Des portes de Sarlande à la Prairie il y a bien une bonne demi-lieue; mais, du train dont j'allais, je dus ce jour-là faire le trajet en moins d'un quart d'heure. Je tremblais pour Roger. J'avais peur que le pauvre garçon n'eût, malgré sa promesse, tout raconté au principal pendant l'étude; je croyais voir encore luire la crosse de son pistolet. Cette pensée lugubre me donnait des ailes.

Pourtant, de distance en distance, j'apercevais sur la neige la trace de pas nombreux allant vers la Prairie, et de songer que le maître d'armes n'était pas seul, cela me rassurait un peu.

Alors, ralentissant ma course, je pensais à Paris, à Jacques, à mon départ…. Mais au bout d'un instant, mes terreurs recommençaient.

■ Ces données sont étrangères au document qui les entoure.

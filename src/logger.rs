pub use tracing::{debug, error, info, warn, trace, instrument};
use tracing_subscriber::prelude::*;
use tracing_subscriber::{EnvFilter, fmt::{self, format::FmtSpan}};

/// Installs the global subscriber used by the `loom-stitch` binary.
///
/// The filter comes from `RUST_LOG` (default `info`). Span close events, which
/// carry the busy/idle time of the table and kernel passes, are only emitted
/// when the filter asks for `debug`.
pub fn init() {
    let env_filter = EnvFilter::try_from_default_env()
        .unwrap_or_else(|_| EnvFilter::new("info"));

    let is_debug = env_filter.to_string().contains("debug") ||
                   std::env::var("RUST_LOG").unwrap_or_default().contains("debug");

    let fmt_layer = fmt::layer()
        .with_target(false)
        .with_timer(fmt::time::uptime())
        .with_span_events(if is_debug {
            FmtSpan::CLOSE
        } else {
            FmtSpan::NONE
        });

    // try_init so a second call (tests, embedding hosts) keeps the first subscriber
    let _ = tracing_subscriber::registry()
        .with(env_filter)
        .with(fmt_layer)
        .try_init();
}
//! Warp and merge lookup tables
//!
//! Both builders share one block classifier so the sizing pass and the fill passes
//! agree on which cameras touch each 8-pixel block.

pub mod types;
pub mod classifier;
pub mod sizing;
pub mod warp_table;
pub mod merge_table;

#[cfg(test)]
mod tests;

pub use types::{
    INVALID_COORD,
    ValidPixelEntry,
    WarpRemapEntry,
    CamIdEntry,
    CamGroupEntry,
};
pub use classifier::{BlockClass, classify_block, classify_map_block};
pub use sizing::{TABLE_SIZE_ALIGNMENT, largest_warp_table_size, smallest_warp_table_size};
pub use warp_table::{
    COORD_SCALE,
    CameraAtlas,
    WarpTables,
    generate_warp_tables,
    fill_warp_tables,
};
pub use merge_table::{
    NO_DEFAULT_CAMERA,
    MergeTables,
    generate_merge_tables,
    generate_default_merge_mask,
    generate_default_merge_mask_strided,
};
#[cfg(test)]
mod tests {
    use crate::stitching::common::{CameraContributionMap, CameraSourceMap, SourceCoord, StitchError};
    use crate::stitching::tables::{
        CamIdEntry,
        CameraAtlas,
        INVALID_COORD,
        ValidPixelEntry,
        WarpRemapEntry,
        classify_map_block,
        fill_warp_tables,
        generate_default_merge_mask,
        generate_default_merge_mask_strided,
        generate_merge_tables,
        generate_warp_tables,
        largest_warp_table_size,
        smallest_warp_table_size,
    };

    /// Source coordinates equal to the output position plus a per-camera shift.
    fn identity_sources(num_cameras: u32, width: usize, height: usize) -> Vec<SourceCoord> {
        let mut coords = Vec::with_capacity(num_cameras as usize * width * height);
        for cam in 0..num_cameras {
            for y in 0..height {
                for x in 0..width {
                    coords.push(SourceCoord::new(x as f32 + cam as f32, y as f32));
                }
            }
        }
        coords
    }

    /// Deterministic pseudo-random camera masks.
    fn scrambled_masks(width: usize, height: usize, num_cameras: u32) -> Vec<u32> {
        let mut state = 0x2545_f491u32;
        (0..width * height)
            .map(|_| {
                state ^= state << 13;
                state ^= state >> 17;
                state ^= state << 5;
                state & ((1 << num_cameras) - 1)
            })
            .collect()
    }

    #[test]
    fn test_single_camera_full_coverage() {
        let (w, h) = (16, 8);
        let valid = vec![1u32; w * h];
        let map = CameraContributionMap::new(w, h, &valid).unwrap();
        let coords = identity_sources(1, w, h);
        let sources = CameraSourceMap::new(w, h, 1, &coords).unwrap();

        let size = smallest_warp_table_size(1, &map).unwrap();
        assert_eq!(size, 64);

        let tables = generate_warp_tables(1, &map, &sources, CameraAtlas::default(), size).unwrap();
        // one entry per block: 2 blocks per row, 8 rows
        assert_eq!(tables.entry_count, 16);
        assert!(tables.entries().all(|(v, _)| v.all_valid() && v.camera_id() == 0));
        assert!(tables.valid[16..].iter().all(ValidPixelEntry::is_sentinel));
        assert!(tables.remap[16..].iter().all(WarpRemapEntry::is_sentinel));
    }

    #[test]
    fn test_single_row_two_blocks() {
        let (w, h) = (16, 1);
        let valid = vec![1u32; w * h];
        let map = CameraContributionMap::new(w, h, &valid).unwrap();
        let coords = identity_sources(1, w, h);
        let sources = CameraSourceMap::new(w, h, 1, &coords).unwrap();

        let size = smallest_warp_table_size(1, &map).unwrap();
        let tables = generate_warp_tables(1, &map, &sources, CameraAtlas::default(), size).unwrap();
        assert_eq!(size, 64);
        assert_eq!(tables.entry_count, 2);
        assert_eq!(tables.valid.iter().filter(|v| v.is_sentinel()).count(), 62);
        let (first, remap) = tables.entries().next().unwrap();
        assert_eq!((first.dst_x(), first.dst_y()), (0, 0));
        // x = 3 -> 3 * 8 + 0.5 truncated
        assert_eq!(remap.coord(3), (24, 0));
        let (second, _) = tables.entries().nth(1).unwrap();
        assert_eq!(second.dst_x(), 1);
    }

    #[test]
    fn test_split_block_mirrors_invalid_pixels() {
        let valid = [1u32, 1, 1, 1, 2, 2, 2, 2];
        let map = CameraContributionMap::new(8, 1, &valid).unwrap();
        let class = classify_map_block(&map, 0, 0, 0b11);
        assert_eq!(class.count, 2);
        assert_eq!(class.common_mask, 0);

        let coords = identity_sources(2, 8, 1);
        let sources = CameraSourceMap::new(8, 1, 2, &coords).unwrap();
        let tables = generate_warp_tables(2, &map, &sources, CameraAtlas::default(), 64).unwrap();
        assert_eq!(tables.entry_count, 2);

        let (cam0, remap0) = (tables.valid[0], tables.remap[0]);
        let (cam1, remap1) = (tables.valid[1], tables.remap[1]);
        assert_eq!(cam0.camera_id(), 0);
        assert_eq!(cam1.camera_id(), 1);
        assert!(!cam0.all_valid());
        assert!(!cam1.all_valid());
        for px in 0..4 {
            assert!(remap0.is_pixel_valid(px));
            assert_eq!(remap1.coord(px), (INVALID_COORD, INVALID_COORD));
        }
        for px in 4..8 {
            assert_eq!(remap0.coord(px), (INVALID_COORD, INVALID_COORD));
            assert!(remap1.is_pixel_valid(px));
        }
    }

    #[test]
    fn test_remap_beyond_q3_range_is_invalid() {
        let valid = [1u32; 8];
        let map = CameraContributionMap::new(8, 1, &valid).unwrap();
        let mut coords = identity_sources(1, 8, 1);
        coords[0] = SourceCoord::new(8191.9, 0.0);
        coords[1] = SourceCoord::new(2.0, 8200.0);
        let sources = CameraSourceMap::new(8, 1, 1, &coords).unwrap();

        let tables = generate_warp_tables(1, &map, &sources, CameraAtlas::default(), 64).unwrap();
        let (entry, remap) = (tables.valid[0], tables.remap[0]);
        assert_eq!(tables.entry_count, 1);
        assert!(!entry.all_valid());
        assert_eq!(remap.coord(0), (INVALID_COORD, INVALID_COORD));
        assert_eq!(remap.coord(1), (INVALID_COORD, INVALID_COORD));
        assert_eq!(remap.coord(2), (16, 0));
    }

    #[test]
    fn test_remap_negative_source_is_invalid() {
        let valid = [1u32; 8];
        let map = CameraContributionMap::new(8, 1, &valid).unwrap();
        let mut coords = identity_sources(1, 8, 1);
        coords[0] = SourceCoord::new(-3.0, 0.0);
        coords[1] = SourceCoord::new(f32::NAN, 0.0);
        coords[2] = SourceCoord::new(-0.05, 0.0);
        let sources = CameraSourceMap::new(8, 1, 1, &coords).unwrap();

        let tables = generate_warp_tables(1, &map, &sources, CameraAtlas::default(), 64).unwrap();
        let (entry, remap) = (tables.valid[0], tables.remap[0]);
        assert!(!entry.all_valid());
        assert!(!remap.is_pixel_valid(0));
        assert!(!remap.is_pixel_valid(1));
        // -0.05 * 8 + 0.5 = 0.1 still rounds onto the first texel
        assert_eq!(remap.coord(2), (0, 0));
        assert_eq!(remap.coord(3), (24, 0));
    }

    #[test]
    fn test_warp_fill_is_deterministic() {
        let (w, h, cams) = (40, 12, 4);
        let valid = scrambled_masks(w, h, cams);
        let map = CameraContributionMap::new(w, h, &valid).unwrap();
        let coords = identity_sources(cams, w, h);
        let sources = CameraSourceMap::new(w, h, cams, &coords).unwrap();
        let size = smallest_warp_table_size(cams, &map).unwrap();

        let first = generate_warp_tables(cams, &map, &sources, CameraAtlas::new(2, 64), size).unwrap();
        let second = generate_warp_tables(cams, &map, &sources, CameraAtlas::new(2, 64), size).unwrap();
        assert_eq!(first.valid_bytes(), second.valid_bytes());
        assert_eq!(first.remap_bytes(), second.remap_bytes());
    }

    #[test]
    fn test_sizing_bounds_hold_for_random_maps() {
        for (w, h, cams) in [(8, 1, 1), (24, 5, 3), (33, 7, 6), (64, 16, 31)] {
            let valid = scrambled_masks(w, h, cams.min(16));
            let map = CameraContributionMap::new(w, h, &valid).unwrap();
            let smallest = smallest_warp_table_size(cams, &map).unwrap();
            let largest = largest_warp_table_size(cams, w, h).unwrap();
            assert_eq!(smallest % 64, 0);
            assert!(smallest <= largest.div_ceil(64) * 64);
        }
    }

    #[test]
    fn test_exact_size_fills_without_overflow() {
        let (w, h, cams) = (48, 9, 5);
        let valid = scrambled_masks(w, h, cams);
        let map = CameraContributionMap::new(w, h, &valid).unwrap();
        let coords = identity_sources(cams, w, h);
        let sources = CameraSourceMap::new(w, h, cams, &coords).unwrap();
        let size = smallest_warp_table_size(cams, &map).unwrap();

        let tables = generate_warp_tables(cams, &map, &sources, CameraAtlas::default(), size).unwrap();
        assert!(tables.entry_count <= size);
        assert!(size - tables.entry_count < 64);
        assert!(tables.valid[..tables.entry_count].iter().all(|v| !v.is_sentinel()));
        assert!(tables.valid[tables.entry_count..].iter().all(ValidPixelEntry::is_sentinel));
    }

    #[test]
    fn test_capacity_exceeded_reports_required_size() {
        let (w, h) = (64, 4);
        let valid = vec![0b11u32; w * h];
        let map = CameraContributionMap::new(w, h, &valid).unwrap();
        let coords = identity_sources(2, w, h);
        let sources = CameraSourceMap::new(w, h, 2, &coords).unwrap();

        let result = generate_warp_tables(2, &map, &sources, CameraAtlas::default(), 10);
        assert!(matches!(
            result.unwrap_err(),
            StitchError::CapacityExceeded { required: 64, capacity: 10 }
        ));
    }

    #[test]
    fn test_fill_into_caller_buffers() {
        let valid_map = vec![1u32; 8];
        let map = CameraContributionMap::new(8, 1, &valid_map).unwrap();
        let coords = identity_sources(1, 8, 1);
        let sources = CameraSourceMap::new(8, 1, 1, &coords).unwrap();

        let mut valid = vec![ValidPixelEntry::new(3, false, 9, 9).unwrap(); 4];
        let mut remap = vec![WarpRemapEntry::from_coords([(1, 1); 8]); 4];
        let count = fill_warp_tables(1, &map, &sources, CameraAtlas::default(), &mut valid, &mut remap).unwrap();
        assert_eq!(count, 1);
        assert!(valid[1..].iter().all(ValidPixelEntry::is_sentinel));
        assert!(remap[1..].iter().all(WarpRemapEntry::is_sentinel));

        let mut short_remap = vec![WarpRemapEntry::SENTINEL; 3];
        let result = fill_warp_tables(1, &map, &sources, CameraAtlas::default(), &mut valid, &mut short_remap);
        assert!(matches!(result.unwrap_err(), StitchError::ShapeMismatch { .. }));
    }

    #[test]
    fn test_atlas_column_offset() {
        let valid = vec![0b10u32; 8];
        let map = CameraContributionMap::new(8, 1, &valid).unwrap();
        let coords = vec![SourceCoord::new(1.0, 2.0); 16];
        let sources = CameraSourceMap::new(8, 1, 2, &coords).unwrap();

        let tables = generate_warp_tables(2, &map, &sources, CameraAtlas::new(2, 100), 64).unwrap();
        let (entry, remap) = tables.entries().next().unwrap();
        assert_eq!(entry.camera_id(), 1);
        // camera 1 sits in the second column: (1 * 100) * 8 added to x
        assert_eq!(remap.coord(0), (8 + 800, 16));
    }

    #[test]
    fn test_padded_pixels_count_as_covered() {
        let valid = [1u32, 1, 1, 1, 0, 0, 0, 0];
        let padded = [0u32, 0, 0, 0, 1, 1, 1, 1];
        let map = CameraContributionMap::new(8, 1, &valid)
            .unwrap()
            .with_padded(&padded)
            .unwrap();
        let coords = identity_sources(1, 8, 1);
        let sources = CameraSourceMap::new(8, 1, 1, &coords).unwrap();
        let tables = generate_warp_tables(1, &map, &sources, CameraAtlas::default(), 64).unwrap();
        assert!(tables.valid[0].all_valid());

        let merge = generate_merge_tables(1, &map).unwrap();
        assert_eq!(merge.cam_id[0].single_camera(), Some(0));
    }

    #[test]
    fn test_merge_single_and_empty_blocks() {
        let mut valid = vec![0u32; 16];
        valid[..8].fill(0b100);
        let map = CameraContributionMap::new(16, 1, &valid).unwrap();
        let merge = generate_merge_tables(3, &map).unwrap();
        assert_eq!(merge.blocks_per_row, 2);
        assert_eq!(merge.cam_id[0].single_camera(), Some(2));
        assert!(merge.cam_id[1].is_none());
        assert_eq!(merge.cameras_at(0, 0), vec![2]);
        assert!(merge.cameras_at(1, 0).is_empty());
    }

    #[test]
    fn test_merge_partial_single_camera_uses_blend_path() {
        let valid = [0u32, 0, 2, 2, 2, 2, 2, 2];
        let map = CameraContributionMap::new(8, 1, &valid).unwrap();
        let merge = generate_merge_tables(2, &map).unwrap();
        let (cam_id, g1, g2) = merge.at(0, 0);
        assert_eq!(cam_id.raw(), 128);
        assert_eq!(g1.ids(), [1, 31, 31]);
        assert_eq!(g2.ids(), [31, 31, 31]);
        assert_eq!(merge.cameras_at(0, 0), vec![1]);
    }

    #[test]
    fn test_merge_blend_truncates_to_six_lowest() {
        let valid = vec![0b11_1111_1111u32; 8];
        let map = CameraContributionMap::new(8, 1, &valid).unwrap();
        let merge = generate_merge_tables(10, &map).unwrap();
        let (cam_id, g1, g2) = merge.at(0, 0);
        assert_eq!(cam_id.blend_count(), Some(6));
        assert_eq!(cam_id.raw(), CamIdEntry::BLEND_BASE + 6);
        assert_eq!(g1.ids(), [0, 1, 2]);
        assert_eq!(g2.ids(), [3, 4, 5]);
    }

    #[test]
    fn test_merge_three_camera_blend() {
        let valid = [0b1001u32, 0b1001, 0b0011, 0b0011, 0b1000, 0b1000, 0b1000, 0b1000];
        let map = CameraContributionMap::new(8, 1, &valid).unwrap();
        let merge = generate_merge_tables(4, &map).unwrap();
        let (cam_id, g1, g2) = merge.at(0, 0);
        assert_eq!(cam_id.blend_count(), Some(3));
        assert_eq!(g1.ids(), [0, 1, 3]);
        assert_eq!(g2.ids(), [31, 31, 31]);
    }

    #[test]
    fn test_merge_strided_planes() {
        let valid = vec![1u32; 16 * 2];
        let map = CameraContributionMap::new(16, 2, &valid).unwrap();
        let merge = generate_merge_tables(1, &map).unwrap();

        let cam_plane = merge.cam_id_plane(4).unwrap();
        assert_eq!(cam_plane, vec![0, 0, 0, 0, 0, 0, 0, 0]);
        let group_plane = merge.group1_plane(8).unwrap();
        assert_eq!(&group_plane[..8], &[31, 31, 31, 0, 31, 31, 31, 0]);
        assert!(matches!(
            merge.group2_plane(4).unwrap_err(),
            StitchError::ShapeMismatch { expected: 8, actual: 4, .. }
        ));
    }

    #[test]
    fn test_default_merge_mask() {
        let owners = [0u8, 1, 255, 1];
        let mask = generate_default_merge_mask(2, 2, 2, &owners).unwrap();
        assert_eq!(mask, vec![255, 0, 0, 0, 0, 255, 0, 255]);

        let strided = generate_default_merge_mask_strided(2, 2, 2, &owners, 3).unwrap();
        assert_eq!(strided.len(), 12);
        assert_eq!(&strided[..6], &[255, 0, 0, 0, 0, 0]);
        assert_eq!(&strided[6..], &[0, 255, 0, 0, 255, 0]);
    }

    #[test]
    fn test_default_merge_mask_shape_errors() {
        assert!(matches!(
            generate_default_merge_mask(2, 2, 2, &[0u8; 3]).unwrap_err(),
            StitchError::ShapeMismatch { .. }
        ));
        assert!(matches!(
            generate_default_merge_mask(0, 2, 2, &[0u8; 4]).unwrap_err(),
            StitchError::InvalidCameraCount(0)
        ));
    }
}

«Roger va se tuer évidemment. Que serait-il venu chercher, sans cela, dans cet endroit désert, loin de la ville? S'il amène avec lui ses amis du café Barbette, c'est pour leur faire ses adieux, pour boire le coup de l'étrier, comme ils disent…. Oh! ces militaires!…» Et me voilà courant de nouveau à perdre haleine.

Heureusement j'approchais de la Prairie dont j'apercevais déjà les grands arbres chargés de neige. «Pauvre ami, me disais-je, pourvu que j'arrive à temps!»

La trace des pas me conduisit ainsi jusqu'à la guinguette d'Espéron.

Cette guinguette était un endroit louche et de mauvais renom, où les débauchés de Sarlande faisaient leurs parties fines. J'y étais venu plus d'une fois en compagnie des nobles coeurs, mais jamais je ne lui avais trouvé une physionomie aussi sinistre que ce jour-là. Jaune et sale, au milieu de la blancheur immaculée de la plaine, elle se dérobait, avec sa porte basse, ses murs décrépis et ses fenêtres aux vitres mal lavées, derrière un taillis de petits ormes. La maisonnette avait l'air honteuse du vilain métier qu'elle faisait.

Comme j'approchais, j'entendis un bruit joyeux de voix, de rires et de verres choqués.